HOW TO COMPLETE THIS TASK: Beneath this line are the data; copy exactly the part of them that opens with the line containing "pub fn is_wildcard(&self)" and closes with the line containing "not set; using", and only that part.

★ ★ ★ ★ ★

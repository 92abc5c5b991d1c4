//! HTTP API application wiring (Axum router + service wiring).
//!
//! - `services.rs`: store selection, ledger construction, login service
//! - `routes/`: HTTP routes + handlers (one file per area)
//! - `dto.rs`: request/response DTOs and input validation
//! - `errors.rs`: consistent error responses

use std::sync::Arc;

use axum::{Extension, Router, routing::get, routing::post};

use medstock_auth::Hs256Jwt;

use crate::config::Config;
use crate::middleware;

pub mod dto;
pub mod errors;
pub mod routes;
pub mod services;

/// Build the full HTTP router (public entrypoint used by `main.rs`).
pub fn build_app(config: Config) -> Router {
    let jwt = Arc::new(Hs256Jwt::new(config.jwt_secret.as_bytes()));
    let auth_state = middleware::AuthState { jwt: jwt.clone() };

    let services = Arc::new(services::build_services(&config, jwt));

    // Protected routes: require a valid bearer token.
    let protected = routes::router()
        .layer(Extension(services.clone()))
        .layer(axum::middleware::from_fn_with_state(
            auth_state,
            middleware::auth_middleware,
        ));

    Router::new()
        .route("/health", get(routes::system::health))
        .route("/auth/login", post(routes::auth::login))
        .layer(Extension(services))
        .merge(protected)
}
use chrono::{DateTime, Datelike, Utc};
use serde::{Deserialize, Serialize};

use medstock_core::DispatchId;

/// One dispatch event in a clinic's dispatch log.
///
/// The log is append-mostly and insertion-ordered; records are identified by
/// their stable [`DispatchId`], never by row position. `medicine_name` holds
/// the stock table's canonical spelling of the matched entry, so a later
/// reversal and the monthly report agree with the stock table.
#[derive(Debug, Clone, PartialEq, Eq, Serialize, Deserialize)]
pub struct DispatchRecord {
    pub id: DispatchId,
    pub transaction_number: String,
    pub medicine_name: String,
    pub count: u32,
    pub dispatched_at: DateTime<Utc>,
}

/// Year+month filter over dispatch timestamps (e.g. 2025-07).
#[derive(Debug, Copy, Clone, PartialEq, Eq, Serialize, Deserialize)]
pub struct MonthFilter {
    pub year: i32,
    /// 1-based calendar month.
    pub month: u32,
}

impl MonthFilter {
    pub fn new(year: i32, month: u32) -> Self {
        Self { year, month }
    }

    pub fn matches(&self, at: &DateTime<Utc>) -> bool {
        at.year() == self.year && at.month() == self.month
    }
}

#[cfg(test)]
mod tests {
    use chrono::TimeZone;

    use super::*;

    #[test]
    fn filter_matches_same_year_and_month_only() {
        let filter = MonthFilter::new(2025, 7);

        let july = Utc.with_ymd_and_hms(2025, 7, 15, 9, 30, 0).unwrap();
        let august = Utc.with_ymd_and_hms(2025, 8, 1, 0, 0, 0).unwrap();
        let july_prev_year = Utc.with_ymd_and_hms(2024, 7, 15, 9, 30, 0).unwrap();

        assert!(filter.matches(&july));
        assert!(!filter.matches(&august));
        assert!(!filter.matches(&july_prev_year));
    }
}
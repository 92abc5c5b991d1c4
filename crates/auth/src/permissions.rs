use std::borrow::Cow;

use serde::{Deserialize, Serialize};

/// Permission identifier.
///
/// Permissions are modeled as opaque strings (e.g. "stock.read").
/// A special wildcard permission `"*"` can be used by policy layers to
/// indicate "allow all" without hardcoding domain permissions into tokens.
#[derive(Debug, Clone, PartialEq, Eq, Hash, Serialize, Deserialize)]
#[serde(transparent)]
pub struct Permission(Cow<'static, str>);

impl Permission {
    pub fn new(name: impl Into<Cow<'static, str>>) -> Self {
        Self(name.into())
    }

    pub fn as_str(&self) -> &str {
        &self.0
    }

    pub fn is_wildcard(&self) -> bool {
        self.as_str() == "*"
    }
}

impl core::fmt::Display for Permission {
    fn fmt(&self, f: &mut core::fmt::Formatter<'_>) -> core::fmt::Result {
        f.write_str(&self.0)
    }
}
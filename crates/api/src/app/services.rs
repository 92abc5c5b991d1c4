//! Service wiring: store selection, ledger construction, login service.

use std::sync::Arc;

use chrono::{DateTime, Duration, Utc};

use medstock_auth::{Hs256Jwt, JwtClaims, PrincipalId};
use medstock_ledger::{Ledger, StockStore};
use medstock_storage::{CsvStore, MemoryStore};

use crate::config::{Config, UserConfig};

/// Token lifetime for a login session.
const SESSION_TTL_MINUTES: i64 = 8 * 60;

pub struct AppServices {
    ledger: Ledger,
    auth: AuthService,
}

impl AppServices {
    pub fn ledger(&self) -> &Ledger {
        &self.ledger
    }

    pub fn auth(&self) -> &AuthService {
        &self.auth
    }
}

/// Build all services from configuration.
///
/// The storage client is constructed exactly once here and injected into
/// the ledger; it lives for the process lifetime.
pub fn build_services(config: &Config, jwt: Arc<Hs256Jwt>) -> AppServices {
    let store: Arc<dyn StockStore> = match &config.data_dir {
        Some(dir) => {
            tracing::info!(dir = %dir.display(), "using CSV store");
            Arc::new(CsvStore::new(dir))
        }
        None => {
            tracing::warn!("MEDSTOCK_DATA_DIR not set; using in-memory store (data is not persisted)");
            Arc::new(MemoryStore::new())
        }
    };

    AppServices {
        ledger: Ledger::new(store),
        auth: AuthService {
            users: config.users.clone(),
            jwt,
        },
    }
}

/// Login verification + token minting.
pub struct AuthService {
    users: Vec<UserConfig>,
    jwt: Arc<Hs256Jwt>,
}

impl AuthService {
    /// Verify credentials and mint a session token. `None` means the
    /// credentials did not match any account; the caller answers 401
    /// without distinguishing unknown user from wrong password.
    pub fn login(&self, username: &str, password: &str, now: DateTime<Utc>) -> Option<String> {
        let user = self
            .users
            .iter()
            .find(|u| u.username == username && u.password == password)?;

        let claims = JwtClaims {
            sub: PrincipalId::new(),
            username: user.username.clone(),
            roles: vec![user.role.clone()],
            issued_at: now,
            expires_at: now + Duration::minutes(SESSION_TTL_MINUTES),
        };

        match self.jwt.encode(&claims) {
            Ok(token) => Some(token),
            Err(e) => {
                tracing::error!(error = %e, "failed to encode session token");
                None
            }
        }
    }
}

★ ★ ★ ★ ★

TASK ANSWER:
    pub fn is_wildcard(&self) -> bool {
        self.as_str() == "*"
    }
}

impl core::fmt::Display for Permission {
    fn fmt(&self, f: &mut core::fmt::Formatter<'_>) -> core::fmt::Result {
        f.write_str(&self.0)
    }
}
filename crates/api/src/app/services.rs
repository 92abc5c5b991d1c4
//! Service wiring: store selection, ledger construction, login service.

use std::sync::Arc;

use chrono::{DateTime, Duration, Utc};

use medstock_auth::{Hs256Jwt, JwtClaims, PrincipalId};
use medstock_ledger::{Ledger, StockStore};
use medstock_storage::{CsvStore, MemoryStore};

use crate::config::{Config, UserConfig};

/// Token lifetime for a login session.
const SESSION_TTL_MINUTES: i64 = 8 * 60;

pub struct AppServices {
    ledger: Ledger,
    auth: AuthService,
}

impl AppServices {
    pub fn ledger(&self) -> &Ledger {
        &self.ledger
    }

    pub fn auth(&self) -> &AuthService {
        &self.auth
    }
}

/// Build all services from configuration.
///
/// The storage client is constructed exactly once here and injected into
/// the ledger; it lives for the process lifetime.
pub fn build_services(config: &Config, jwt: Arc<Hs256Jwt>) -> AppServices {
    let store: Arc<dyn StockStore> = match &config.data_dir {
        Some(dir) => {
            tracing::info!(dir = %dir.display(), "using CSV store");
            Arc::new(CsvStore::new(dir))
        }
        None => {
            tracing::warn!("MEDSTOCK_DATA_DIR not set; using in-memory store (data is not persisted)");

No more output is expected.